(Stored items)
+++

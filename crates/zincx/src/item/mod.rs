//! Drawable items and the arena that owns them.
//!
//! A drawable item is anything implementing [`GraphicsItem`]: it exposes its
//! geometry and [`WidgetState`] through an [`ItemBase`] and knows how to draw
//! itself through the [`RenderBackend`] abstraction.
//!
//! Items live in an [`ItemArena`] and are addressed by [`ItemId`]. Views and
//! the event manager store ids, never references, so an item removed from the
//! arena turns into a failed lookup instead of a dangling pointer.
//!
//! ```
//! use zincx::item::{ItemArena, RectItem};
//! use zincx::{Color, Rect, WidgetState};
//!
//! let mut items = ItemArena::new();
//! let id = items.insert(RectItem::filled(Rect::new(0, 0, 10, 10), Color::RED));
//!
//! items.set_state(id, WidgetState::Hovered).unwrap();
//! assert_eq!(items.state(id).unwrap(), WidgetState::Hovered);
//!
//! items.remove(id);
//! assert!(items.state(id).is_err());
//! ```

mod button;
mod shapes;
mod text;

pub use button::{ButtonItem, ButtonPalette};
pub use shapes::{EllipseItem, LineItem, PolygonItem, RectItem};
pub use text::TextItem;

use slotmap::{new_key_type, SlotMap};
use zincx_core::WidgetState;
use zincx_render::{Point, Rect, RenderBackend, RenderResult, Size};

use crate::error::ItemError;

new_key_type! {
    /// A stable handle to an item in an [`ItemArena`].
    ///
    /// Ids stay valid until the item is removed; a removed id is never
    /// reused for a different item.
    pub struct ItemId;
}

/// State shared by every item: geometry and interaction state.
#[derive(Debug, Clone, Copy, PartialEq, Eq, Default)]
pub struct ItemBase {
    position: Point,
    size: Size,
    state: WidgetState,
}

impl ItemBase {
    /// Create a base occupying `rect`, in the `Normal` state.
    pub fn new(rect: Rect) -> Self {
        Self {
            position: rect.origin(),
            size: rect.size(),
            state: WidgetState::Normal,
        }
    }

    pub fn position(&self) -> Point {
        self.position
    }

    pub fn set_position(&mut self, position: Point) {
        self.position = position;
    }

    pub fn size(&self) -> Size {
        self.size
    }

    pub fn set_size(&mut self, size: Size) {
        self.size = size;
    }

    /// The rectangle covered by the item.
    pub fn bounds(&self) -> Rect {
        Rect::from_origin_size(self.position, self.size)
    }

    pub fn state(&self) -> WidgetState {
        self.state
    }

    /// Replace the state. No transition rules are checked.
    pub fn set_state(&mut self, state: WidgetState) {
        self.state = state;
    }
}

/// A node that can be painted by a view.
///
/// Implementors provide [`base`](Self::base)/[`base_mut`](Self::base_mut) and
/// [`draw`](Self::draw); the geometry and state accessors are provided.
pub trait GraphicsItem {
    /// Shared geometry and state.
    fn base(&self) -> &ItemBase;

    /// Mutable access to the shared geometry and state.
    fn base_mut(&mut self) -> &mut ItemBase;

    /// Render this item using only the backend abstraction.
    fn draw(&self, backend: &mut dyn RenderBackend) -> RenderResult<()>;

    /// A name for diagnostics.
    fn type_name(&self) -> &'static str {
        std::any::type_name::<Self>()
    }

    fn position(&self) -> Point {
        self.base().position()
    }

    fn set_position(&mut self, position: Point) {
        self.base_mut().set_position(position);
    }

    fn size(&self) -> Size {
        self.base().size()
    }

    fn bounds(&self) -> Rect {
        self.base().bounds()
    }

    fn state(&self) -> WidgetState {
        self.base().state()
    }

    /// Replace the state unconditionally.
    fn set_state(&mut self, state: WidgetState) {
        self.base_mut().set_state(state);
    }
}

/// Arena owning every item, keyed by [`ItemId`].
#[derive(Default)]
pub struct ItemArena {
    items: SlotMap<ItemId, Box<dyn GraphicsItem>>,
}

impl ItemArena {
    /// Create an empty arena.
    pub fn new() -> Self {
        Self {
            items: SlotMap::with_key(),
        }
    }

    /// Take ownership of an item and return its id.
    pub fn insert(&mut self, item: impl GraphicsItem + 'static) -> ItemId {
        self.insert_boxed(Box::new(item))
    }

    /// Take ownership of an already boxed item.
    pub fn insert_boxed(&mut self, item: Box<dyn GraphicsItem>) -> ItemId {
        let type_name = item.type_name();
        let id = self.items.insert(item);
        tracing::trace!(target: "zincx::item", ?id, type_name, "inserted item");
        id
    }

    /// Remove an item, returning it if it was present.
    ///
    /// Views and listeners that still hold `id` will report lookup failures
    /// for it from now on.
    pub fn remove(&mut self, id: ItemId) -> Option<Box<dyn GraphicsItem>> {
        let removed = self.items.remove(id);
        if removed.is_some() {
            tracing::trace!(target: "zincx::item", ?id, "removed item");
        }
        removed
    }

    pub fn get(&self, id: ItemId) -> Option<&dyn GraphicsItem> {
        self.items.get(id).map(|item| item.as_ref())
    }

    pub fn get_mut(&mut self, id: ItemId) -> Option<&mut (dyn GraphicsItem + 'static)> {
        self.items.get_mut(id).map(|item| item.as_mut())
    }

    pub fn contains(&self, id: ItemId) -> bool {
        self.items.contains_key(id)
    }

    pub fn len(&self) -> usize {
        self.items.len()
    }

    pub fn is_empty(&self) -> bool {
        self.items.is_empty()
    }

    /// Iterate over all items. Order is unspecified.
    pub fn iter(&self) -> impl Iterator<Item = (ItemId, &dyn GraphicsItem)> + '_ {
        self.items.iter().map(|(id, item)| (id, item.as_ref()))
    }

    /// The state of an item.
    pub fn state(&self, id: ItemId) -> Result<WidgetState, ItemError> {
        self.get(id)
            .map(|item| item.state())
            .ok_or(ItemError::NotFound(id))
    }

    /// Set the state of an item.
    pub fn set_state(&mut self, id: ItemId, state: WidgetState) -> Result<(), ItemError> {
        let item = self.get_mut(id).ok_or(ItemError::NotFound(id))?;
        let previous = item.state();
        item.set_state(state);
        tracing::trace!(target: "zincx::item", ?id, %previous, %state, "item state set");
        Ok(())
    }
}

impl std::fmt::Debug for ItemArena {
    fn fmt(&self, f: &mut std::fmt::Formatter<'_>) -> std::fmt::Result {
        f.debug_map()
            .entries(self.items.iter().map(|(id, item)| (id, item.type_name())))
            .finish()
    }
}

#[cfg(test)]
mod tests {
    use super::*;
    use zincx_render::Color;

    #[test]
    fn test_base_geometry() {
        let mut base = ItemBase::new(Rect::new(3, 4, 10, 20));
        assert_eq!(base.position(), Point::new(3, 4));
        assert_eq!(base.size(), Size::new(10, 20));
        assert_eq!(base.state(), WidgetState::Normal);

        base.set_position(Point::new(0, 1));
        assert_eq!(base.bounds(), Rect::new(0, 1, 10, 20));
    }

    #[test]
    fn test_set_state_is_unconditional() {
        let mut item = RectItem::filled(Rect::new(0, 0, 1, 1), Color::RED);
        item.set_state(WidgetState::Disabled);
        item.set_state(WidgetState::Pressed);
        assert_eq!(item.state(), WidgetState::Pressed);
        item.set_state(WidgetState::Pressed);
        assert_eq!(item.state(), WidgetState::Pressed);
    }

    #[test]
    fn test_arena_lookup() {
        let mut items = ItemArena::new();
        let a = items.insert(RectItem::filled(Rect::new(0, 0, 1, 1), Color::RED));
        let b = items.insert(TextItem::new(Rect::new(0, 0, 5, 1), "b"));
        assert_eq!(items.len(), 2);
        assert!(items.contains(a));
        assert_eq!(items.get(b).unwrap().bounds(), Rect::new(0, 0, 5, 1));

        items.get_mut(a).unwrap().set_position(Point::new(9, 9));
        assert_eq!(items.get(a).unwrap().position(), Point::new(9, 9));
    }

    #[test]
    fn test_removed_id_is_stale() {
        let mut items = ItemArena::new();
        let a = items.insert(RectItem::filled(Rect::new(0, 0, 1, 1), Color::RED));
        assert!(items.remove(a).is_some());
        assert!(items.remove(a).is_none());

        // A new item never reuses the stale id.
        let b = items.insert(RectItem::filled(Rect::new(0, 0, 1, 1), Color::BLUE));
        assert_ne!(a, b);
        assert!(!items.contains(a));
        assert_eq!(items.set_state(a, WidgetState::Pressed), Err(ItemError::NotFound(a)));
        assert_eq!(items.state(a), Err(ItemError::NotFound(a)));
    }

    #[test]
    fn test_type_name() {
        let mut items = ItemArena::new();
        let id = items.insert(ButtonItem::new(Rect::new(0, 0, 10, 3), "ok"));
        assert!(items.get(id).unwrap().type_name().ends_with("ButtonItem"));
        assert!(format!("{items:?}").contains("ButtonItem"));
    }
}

+++

» **Task brief**: Find every line in the records that uses the string "ownership", then copy it.

» **Final answer**:
    /// Take ownership of an item and return its id.
    /// Take ownership of an already boxed item.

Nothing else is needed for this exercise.